Das Influenzavirus ist ein Meister der Veränderung. Umso wichtiger sind Überwachungsmechanismen. In der Schweiz geschieht das mittels Patienten- und Abwasserproben.
Text: Andrea Pauli
Hust, schnief, trief: Jedes Jahr dasselbe, in den öffentlichen Verkehrsmitteln, an den Arbeitsplätzen, daheim in der Familie. Grippewellen kommen und gehen, immer wieder kann man sich neu anstecken, denn das Influenzavirus ist ausgesprochen wandlungsfähig. In jedem Vermehrungszyklus verändert sich das Erbgut der Viren, mindestens ein Gen mutiert, besonders beim Influenzatyp A.
Ein besonderes Augenmerk auf diese Veränderungen haben Forschende am Unispital Genf. Während der Grippesaison treffen dort im Nationalen Referenzzentrum für Influenza (NRZI) Nasen-Rachen-Abstriche aus der ganzen Schweiz ein. Das NRZI arbeitet mit verschiedenen Partnern im Netzwerk der Weltgesundheitsorganisation (WHO) zusammen. Die Abstriche von Patientinnen und Patienten mit Grippesymptomen werden speziell gesichert, dicht verpackt und erst im Labor in einer Sicherheitswerkbank mit Abluftfilter geöffnet. Gesammelt werden sie schweizweit von den Hausärztinnen und -ärzten (sogenannte Sentinel-Studie). Mit verschiedenen Techniken analysiert man die Proben. Erfolgt der Nachweis von Influenzaviren, werden diese noch genauer untersucht. Nicht jede Probe stellt sich als Influenzavirus heraus; vielfach sind auch Rhinoviren darunter, die Atemwegserkrankungen mit ähnlichen Symptomen verursachen.

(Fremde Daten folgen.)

use std::any::type_name;
use std::collections::HashMap;

use rayon::prelude::*;
use thiserror::Error;

use crate::archetype::{Archetype, ArchetypeKey, Bundle, Component};
use crate::entity::EntityId;
use crate::query::{Filter, Query};
use crate::tags::Tags;

/// Number of rows per chunk handed out by queries.
pub const DEFAULT_CHUNK_SIZE: usize = 512;

#[derive(Debug, Error, PartialEq, Eq)]
pub enum EcsError {
    #[error("entity {0} does not exist")]
    NoSuchEntity(EntityId),
    #[error("entity {entity} has no {component} component")]
    MissingComponent {
        entity: EntityId,
        component: &'static str,
    },
}

#[derive(Debug, Clone, Copy)]
struct Location {
    archetype: usize,
    row: usize,
}

#[derive(Debug, Clone)]
struct Slot {
    generation: u32,
    location: Option<Location>,
}

/// Owner of all entities and their component columns.
pub struct EntityStore {
    archetypes: Vec<Archetype>,
    archetype_index: HashMap<ArchetypeKey, usize>,
    slots: Vec<Slot>,
    free: Vec<u32>,
    chunk_size: usize,
    len: usize,
}

impl Default for EntityStore {
    fn default() -> Self {
        Self::new()
    }
}

impl EntityStore {
    pub fn new() -> Self {
        Self::with_chunk_size(DEFAULT_CHUNK_SIZE)
    }

    /// Store whose queries yield chunks of at most `chunk_size` rows.
    pub fn with_chunk_size(chunk_size: usize) -> Self {
        assert!(chunk_size > 0, "chunk size must be non-zero");
        Self {
            archetypes: Vec::new(),
            archetype_index: HashMap::new(),
            slots: Vec::new(),
            free: Vec::new(),
            chunk_size,
            len: 0,
        }
    }

    /// Number of live entities.
    pub fn len(&self) -> usize {
        self.len
    }

    pub fn is_empty(&self) -> bool {
        self.len == 0
    }

    /// Create an entity from a component bundle and a tag set.
    pub fn spawn<B: Bundle>(&mut self, bundle: B, tags: Tags) -> EntityId {
        let key = ArchetypeKey::new(B::type_ids(), tags);
        let archetype = match self.archetype_index.get(&key) {
            Some(&index) => index,
            None => {
                let index = self.archetypes.len();
                self.archetypes.push(Archetype::new::<B>(tags));
                self.archetype_index.insert(key, index);
                tracing::debug!(archetype = index, ?tags, "created archetype");
                index
            }
        };

        let id = match self.free.pop() {
            Some(index) => EntityId {
                index,
                generation: self.slots[index as usize].generation,
            },
            None => {
                self.slots.push(Slot {
                    generation: 0,
                    location: None,
                });
                EntityId {
                    index: (self.slots.len() - 1) as u32,
                    generation: 0,
                }
            }
        };

        let row = self.archetypes[archetype].push(id, bundle);
        self.slots[id.index as usize].location = Some(Location { archetype, row });
        self.len += 1;
        id
    }

    /// Remove an entity and all its components.
    ///
    /// The last row of its archetype moves into the freed row, so iteration
    /// order changes for that one entity.
    pub fn despawn(&mut self, id: EntityId) -> Result<(), EcsError> {
        let location = self.locate(id)?;
        let slot = &mut self.slots[id.index as usize];
        slot.location = None;
        slot.generation = slot.generation.wrapping_add(1);
        self.free.push(id.index);
        self.len -= 1;

        if let Some(moved) = self.archetypes[location.archetype].swap_remove(location.row) {
            self.slots[moved.index as usize].location = Some(location);
        }
        Ok(())
    }

    pub fn contains(&self, id: EntityId) -> bool {
        self.locate(id).is_ok()
    }

    pub fn tags(&self, id: EntityId) -> Result<Tags, EcsError> {
        let location = self.locate(id)?;
        Ok(self.archetypes[location.archetype].tags())
    }

    pub fn get<T: Component>(&self, id: EntityId) -> Result<&T, EcsError> {
        let location = self.locate(id)?;
        self.archetypes[location.archetype]
            .columns()
            .get::<T>()
            .map(|column| &column[location.row])
            .ok_or(EcsError::MissingComponent {
                entity: id,
                component: type_name::<T>(),
            })
    }

    pub fn get_mut<T: Component>(&mut self, id: EntityId) -> Result<&mut T, EcsError> {
        let location = self.locate(id)?;
        self.archetypes[location.archetype]
            .columns_mut()
            .get_mut::<T>()
            .map(|column| &mut column[location.row])
            .ok_or(EcsError::MissingComponent {
                entity: id,
                component: type_name::<T>(),
            })
    }

    /// Read-only chunked query over entities carrying both `A` and `B`.
    pub fn query<A: Component, B: Component>(&self, filter: Filter) -> Query<'_, A, B> {
        Query::new(&self.archetypes, filter, self.chunk_size)
    }

    /// Visit every matching chunk with mutable access to two columns.
    pub fn for_each_chunk_mut<A, B, F>(&mut self, filter: Filter, mut f: F)
    where
        A: Component,
        B: Component,
        F: FnMut(&mut [A], &mut [B]),
    {
        let chunk_size = self.chunk_size;
        for archetype in self.matching_mut::<A, B>(filter) {
            if let Some((a, b)) = archetype.columns_mut().split2_mut::<A, B>() {
                for (a, b) in a.chunks_mut(chunk_size).zip(b.chunks_mut(chunk_size)) {
                    f(a, b);
                }
            }
        }
    }

    /// Visit every matching chunk in parallel, reading `A` and `B` and
    /// writing `C`.
    ///
    /// Chunks are distributed over the rayon pool; the call returns only
    /// after every chunk has been processed.
    pub fn par_for_each_chunk<A, B, C, F>(&mut self, filter: Filter, f: F)
    where
        A: Component,
        B: Component,
        C: Component,
        F: Fn(&[A], &[B], &mut [C]) + Send + Sync,
    {
        let chunk_size = self.chunk_size;
        for archetype in self.archetypes.iter_mut() {
            if !filter.matches(archetype.tags())
                || !(archetype.has::<A>() && archetype.has::<B>() && archetype.has::<C>())
            {
                continue;
            }
            if let Some((a, b, c)) = archetype.columns_mut().split3_mut::<A, B, C>() {
                a.par_chunks(chunk_size)
                    .zip(b.par_chunks(chunk_size))
                    .zip(c.par_chunks_mut(chunk_size))
                    .for_each(|((a, b), c)| f(a, b, c));
            }
        }
    }

    fn matching_mut<A: Component, B: Component>(
        &mut self,
        filter: Filter,
    ) -> impl Iterator<Item = &mut Archetype> {
        self.archetypes.iter_mut().filter(move |archetype| {
            filter.matches(archetype.tags()) && archetype.has::<A>() && archetype.has::<B>()
        })
    }

    fn locate(&self, id: EntityId) -> Result<Location, EcsError> {
        self.slots
            .get(id.index as usize)
            .filter(|slot| slot.generation == id.generation)
            .and_then(|slot| slot.location)
            .ok_or(EcsError::NoSuchEntity(id))
    }
}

Wenn die saisonale Grippewelle hoch ausschlägt, also im Januar und Februar, können pro Woche schon mal mehr als 100 Abstrichproben im Genfer Labor eintreffen, so die Technische und Operative Leiterin des NRZI, Ana Rita Gonçalves Cabecinhas.

Influenzaviren haben eine kugelig-ovale Form mit einem ungefähren Durchmesser von einem zehntausendstel Millimeter. Proteine und Lipide bilden die Oberfläche, die sogenannte Virushülle, die die virale Erbinformation umschliesst. Insbesondere Influenza-A-Viren verändern ihre Oberflächenproteine Hämagglutinin (HA) und Neuraminidase (NA) sehr häufig und rapide schnell.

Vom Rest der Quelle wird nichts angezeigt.